## Exercise brief
Beneath this instruction is a block of data; output from it exactly the lines that run from the one containing "self.update_layer(LayerId(id))?;" through the one containing "match (kind, pseudo)", inclusive.
--------------------------------
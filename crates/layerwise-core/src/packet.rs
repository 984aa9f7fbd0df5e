use crate::error::{Error, Result};
use layerwise_packet::checksum::PseudoHeader;
use layerwise_packet::icmpv6::IcmpV6Packet;
use layerwise_packet::ipv4::Ipv4Packet;
use layerwise_packet::ipv6::Ipv6Packet;
use layerwise_packet::tcp::TcpPacket;
use layerwise_packet::udp::UdpPacket;
use layerwise_packet::view::ByteView;
use layerwise_packet::{Layer, LayerKind};
use std::fmt::{Debug, Display, Formatter};
use std::ops::Range;

/// The position of a layer within a packet, outermost first.
#[derive(Debug, Copy, Clone, Eq, PartialEq, Ord, PartialOrd, Hash)]
pub struct LayerId(pub usize);

impl Display for LayerId {
    fn fmt(&self, f: &mut Formatter<'_>) -> std::fmt::Result {
        write!(f, "{}", self.0)
    }
}

/// A single dissected layer.
///
/// `span` is the absolute range of the header and payload within the packet buffer.
#[derive(Debug, Clone, Eq, PartialEq)]
pub(crate) struct Node {
    pub(crate) kind: LayerKind,
    pub(crate) span: Range<usize>,
    pub(crate) header_len: usize,
    pub(crate) parent: Option<LayerId>,
}

impl Node {
    fn payload_range(&self) -> Range<usize> {
        self.span.start + self.header_len..self.span.end
    }
}

/// A dissected packet.
///
/// A packet owns (or borrows) its buffer together with the chain of layers found within it. The
/// layers are not copied out of the buffer, every codec returned from a packet is a view over the
/// same bytes.
///
/// The layer table is computed once, when the packet is dissected. Changing a length field
/// through a mutable codec does not move the layer boundaries; re-dissect the bytes to pick up
/// such a change.
pub struct Packet<B> {
    buf: B,
    layers: Vec<Node>,
}

impl<B: AsRef<[u8]>> Packet<B> {
    pub(crate) fn from_parts(buf: B, layers: Vec<Node>) -> Self {
        Self { buf, layers }
    }

    /// The exact on-wire bytes of the packet.
    #[must_use]
    pub fn bytes(&self) -> &[u8] {
        self.buf.as_ref()
    }

    /// Take back the buffer.
    #[must_use]
    pub fn into_inner(self) -> B {
        self.buf
    }

    /// The outermost layer.
    #[must_use]
    pub fn root(&self) -> LayerRef<'_> {
        LayerRef {
            bytes: self.buf.as_ref(),
            layers: &self.layers,
            id: LayerId(0),
        }
    }

    #[must_use]
    pub fn layer(&self, id: LayerId) -> Option<LayerRef<'_>> {
        (id.0 < self.layers.len()).then(|| LayerRef {
            bytes: self.buf.as_ref(),
            layers: &self.layers,
            id,
        })
    }

    /// All layers, outermost first.
    pub fn layers(&self) -> impl Iterator<Item = LayerRef<'_>> {
        (0..self.layers.len()).map(|i| LayerRef {
            bytes: self.buf.as_ref(),
            layers: &self.layers,
            id: LayerId(i),
        })
    }

    /// The kinds of all layers, outermost first.
    #[must_use]
    pub fn kinds(&self) -> Vec<LayerKind> {
        self.layers.iter().map(|node| node.kind).collect()
    }

    /// The layer of a given kind, if present.
    #[must_use]
    pub fn find(&self, kind: LayerKind) -> Option<LayerRef<'_>> {
        self.layers().find(|layer| layer.kind() == kind)
    }

    /// A read-only codec for the layer of kind `T::KIND`, if present.
    ///
    /// The codec is laid over a read-only view, use [`Packet::extract_mut`] to edit a layer.
    ///
    /// # Panics
    ///
    /// Calling a setter of the returned codec panics.
    ///
    /// # Examples
    ///
    /// ```
    /// # fn main() -> anyhow::Result<()> {
    /// use layerwise_core::{parse, LinkLayer};
    /// use layerwise_packet::icmpv6::IcmpV6Packet;
    /// use layerwise_packet::tcp::TcpPacket;
    ///
    /// let buf = hex_literal::hex!(
    ///     "60 00 00 00 00 08 3a ff 00 00 00 00 00 00 00 00 00 00 00 00 00 00 00 01
    ///      00 00 00 00 00 00 00 00 00 00 00 00 00 00 00 01
    ///      80 00 6d 86 12 34 00 01"
    /// );
    /// let packet = parse(LinkLayer::Ipv6, &buf[..])?;
    /// let icmp = packet.extract::<IcmpV6Packet<'_>>().unwrap();
    /// assert_eq!(0x6d86, icmp.get_checksum());
    /// assert!(packet.extract::<TcpPacket<'_>>().is_none());
    /// # Ok(())
    /// # }
    /// ```
    #[must_use]
    pub fn extract<'p, T: Layer<'p>>(&'p self) -> Option<T> {
        self.root().extract()
    }
}

impl<B: AsRef<[u8]> + AsMut<[u8]>> Packet<B> {
    /// The bytes of the packet, for direct editing.
    ///
    /// The layer table is not updated by edits made through this slice.
    pub fn bytes_mut(&mut self) -> &mut [u8] {
        self.buf.as_mut()
    }

    /// A mutable codec for the layer of kind `T::KIND`, if present.
    pub fn extract_mut<'p, T: Layer<'p>>(&'p mut self) -> Option<T> {
        let span = self
            .layers
            .iter()
            .find(|node| node.kind == T::KIND)?
            .span
            .clone();
        let start = span.start;
        let view = ByteView::new_mut(&mut self.buf.as_mut()[span]).with_offset(start);
        T::try_from_view(view).ok()
    }

    /// Recompute the lengths and checksums of every layer, innermost first.
    pub fn update_calculated_values(&mut self) -> Result<()> {
        for id in (0..self.layers.len()).rev() {
            self.update_layer(LayerId(id))?;
        }
        Ok(())
    }

    /// Recompute the lengths and checksums owned by a single layer.
    ///
    /// Transport layers without an enclosing `IP` layer have no pseudo-header and are left
    /// unchanged.
    pub fn update_layer(&mut self, id: LayerId) -> Result<()> {
        let layer = self
            .layer(id)
            .ok_or_else(|| Error::InvalidLayering(format!("no layer with id {id}")))?;
        let kind = layer.kind();
        let span = layer.span();
        let pseudo = layer.pseudo_header();
        let bytes = &mut self.buf.as_mut()[span];
        match (kind, pseudo) {
            (LayerKind::Ipv4, _) => Ipv4Packet::new(bytes)?.update_calculated_values()?,
            (LayerKind::Ipv6, _) => Ipv6Packet::new(bytes)?.update_calculated_values()?,
            (LayerKind::IcmpV6, Some(pseudo)) => {
                IcmpV6Packet::new(bytes)?.update_calculated_values(pseudo);
            }
            (LayerKind::Tcp, Some(pseudo)) => {
                TcpPacket::new(bytes)?.update_calculated_values(pseudo);
            }
            (LayerKind::Udp, Some(pseudo)) => {
                UdpPacket::new(bytes)?.update_calculated_values(pseudo)?;
            }
            (
                LayerKind::IcmpV6
                | LayerKind::Tcp
                | LayerKind::Udp
                | LayerKind::Ethernet
                | LayerKind::WakeOnLan
                | LayerKind::Raw,
                _,
            ) => {}
        }
        Ok(())
    }
}

impl<B: AsRef<[u8]>> Debug for Packet<B> {
    fn fmt(&self, f: &mut Formatter<'_>) -> std::fmt::Result {
        f.debug_struct("Packet")
            .field("length", &self.buf.as_ref().len())
            .field("layers", &self.layers().collect::<Vec<_>>())
            .finish()
    }
}

/// A reference to a single layer of a packet.
#[derive(Copy, Clone)]
pub struct LayerRef<'p> {
    bytes: &'p [u8],
    layers: &'p [Node],
    id: LayerId,
}

impl<'p> LayerRef<'p> {
    fn node(&self) -> &'p Node {
        &self.layers[self.id.0]
    }

    const fn with_id(&self, id: LayerId) -> Self {
        Self {
            bytes: self.bytes,
            layers: self.layers,
            id,
        }
    }

    #[must_use]
    pub fn kind(&self) -> LayerKind {
        self.node().kind
    }

    #[must_use]
    pub const fn id(&self) -> LayerId {
        self.id
    }

    /// The absolute range of this layer within the packet.
    #[must_use]
    pub fn span(&self) -> Range<usize> {
        self.node().span.clone()
    }

    #[must_use]
    pub fn header_len(&self) -> usize {
        self.node().header_len
    }

    /// The layer which encapsulates this one.
    #[must_use]
    pub fn parent(&self) -> Option<Self> {
        self.node().parent.map(|id| self.with_id(id))
    }

    /// The layer encapsulated by this one.
    #[must_use]
    pub fn payload(&self) -> Option<Self> {
        let next = LayerId(self.id.0 + 1);
        self.layers
            .get(next.0)
            .filter(|node| node.parent == Some(self.id))
            .map(|_| self.with_id(next))
    }

    /// The bytes of this layer and everything it encapsulates.
    #[must_use]
    pub fn bytes(&self) -> &'p [u8] {
        &self.bytes[self.node().span.clone()]
    }

    #[must_use]
    pub fn header(&self) -> &'p [u8] {
        let node = self.node();
        &self.bytes[node.span.start..node.span.start + node.header_len]
    }

    #[must_use]
    pub fn payload_bytes(&self) -> &'p [u8] {
        &self.bytes[self.node().payload_range()]
    }

    /// The bytes of the payload which follow the encapsulated layer, such as link layer padding.
    #[must_use]
    pub fn trailer(&self) -> &'p [u8] {
        match self.payload() {
            Some(child) => &self.bytes[child.node().span.end..self.node().span.end],
            None => &[],
        }
    }

    /// A read-only view over the bytes of this layer.
    #[must_use]
    pub fn view(&self) -> ByteView<'p> {
        ByteView::new(self.bytes()).with_offset(self.node().span.start)
    }

    /// A read-only codec for the layer of kind `T::KIND`.
    ///
    /// The enclosing layers are searched first, then this layer, then the encapsulated layers.
    /// Setters of the returned codec panic, edits go through [`Packet::extract_mut`].
    #[must_use]
    pub fn extract<T: Layer<'p>>(&self) -> Option<T> {
        std::iter::successors(self.parent(), Self::parent)
            .chain(std::iter::once(*self))
            .chain(std::iter::successors(self.payload(), Self::payload))
            .find(|layer| layer.kind() == T::KIND)
            .and_then(|layer| T::try_from_view(layer.view()).ok())
    }

    /// Is the stored checksum of this layer correct?
    ///
    /// Returns `None` for layers without a checksum, or transport layers without an enclosing
    /// `IP` layer.
    #[must_use]
    pub fn is_checksum_valid(&self) -> Option<bool> {
        let bytes = self.bytes();
        match self.kind() {
            LayerKind::Ipv4 => Ipv4Packet::new_view(bytes)
                .ok()
                .map(|ipv4| ipv4.is_checksum_valid()),
            LayerKind::IcmpV6 => {
                let pseudo = self.pseudo_header()?;
                IcmpV6Packet::new_view(bytes)
                    .ok()
                    .map(|icmp| icmp.is_checksum_valid(pseudo))
            }
            LayerKind::Tcp => {
                let pseudo = self.pseudo_header()?;
                TcpPacket::new_view(bytes)
                    .ok()
                    .map(|tcp| tcp.is_checksum_valid(pseudo))
            }
            LayerKind::Udp => {
                let pseudo = self.pseudo_header()?;
                UdpPacket::new_view(bytes)
                    .ok()
                    .map(|udp| udp.is_checksum_valid(pseudo))
            }
            LayerKind::Ethernet | LayerKind::Ipv6 | LayerKind::WakeOnLan | LayerKind::Raw => None,
        }
    }

    /// Calculate the checksum of this layer as if the stored checksum were zero.
    #[must_use]
    pub fn calculate_checksum(&self) -> Option<u16> {
        let bytes = self.bytes();
        match self.kind() {
            LayerKind::Ipv4 => Ipv4Packet::new_view(bytes)
                .ok()
                .map(|ipv4| ipv4.calculate_checksum()),
            LayerKind::IcmpV6 => {
                let pseudo = self.pseudo_header()?;
                IcmpV6Packet::new_view(bytes)
                    .ok()
                    .map(|icmp| icmp.calculate_checksum(pseudo))
            }
            LayerKind::Tcp => {
                let pseudo = self.pseudo_header()?;
                TcpPacket::new_view(bytes)
                    .ok()
                    .map(|tcp| tcp.calculate_checksum(pseudo))
            }
            LayerKind::Udp => {
                let pseudo = self.pseudo_header()?;
                UdpPacket::new_view(bytes)
                    .ok()
                    .map(|udp| udp.calculate_checksum(pseudo))
            }
            LayerKind::Ethernet | LayerKind::Ipv6 | LayerKind::WakeOnLan | LayerKind::Raw => None,
        }
    }

    /// The pseudo-header of the enclosing `IP` layer.
    fn pseudo_header(&self) -> Option<PseudoHeader> {
        let parent = self.parent()?;
        match parent.kind() {
            LayerKind::Ipv4 => Ipv4Packet::new_view(parent.bytes())
                .ok()
                .map(|ipv4| ipv4.pseudo_header()),
            LayerKind::Ipv6 => Ipv6Packet::new_view(parent.bytes())
                .ok()
                .map(|ipv6| ipv6.pseudo_header()),
            _ => None,
        }
    }
}

impl Debug for LayerRef<'_> {
    fn fmt(&self, f: &mut Formatter<'_>) -> std::fmt::Result {
        f.debug_struct("LayerRef")
            .field("id", &self.id)
            .field("kind", &self.kind())
            .field("span", &self.span())
            .field("header_len", &self.header_len())
            .finish()
    }
}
--------------------------------
## Written solution
            self.update_layer(LayerId(id))?;
        }
        Ok(())
    }

    /// Recompute the lengths and checksums owned by a single layer.
    ///
    /// Transport layers without an enclosing `IP` layer have no pseudo-header and are left
    /// unchanged.
    pub fn update_layer(&mut self, id: LayerId) -> Result<()> {
        let layer = self
            .layer(id)
            .ok_or_else(|| Error::InvalidLayering(format!("no layer with id {id}")))?;
        let kind = layer.kind();
        let span = layer.span();
        let pseudo = layer.pseudo_header();
        let bytes = &mut self.buf.as_mut()[span];
        match (kind, pseudo) {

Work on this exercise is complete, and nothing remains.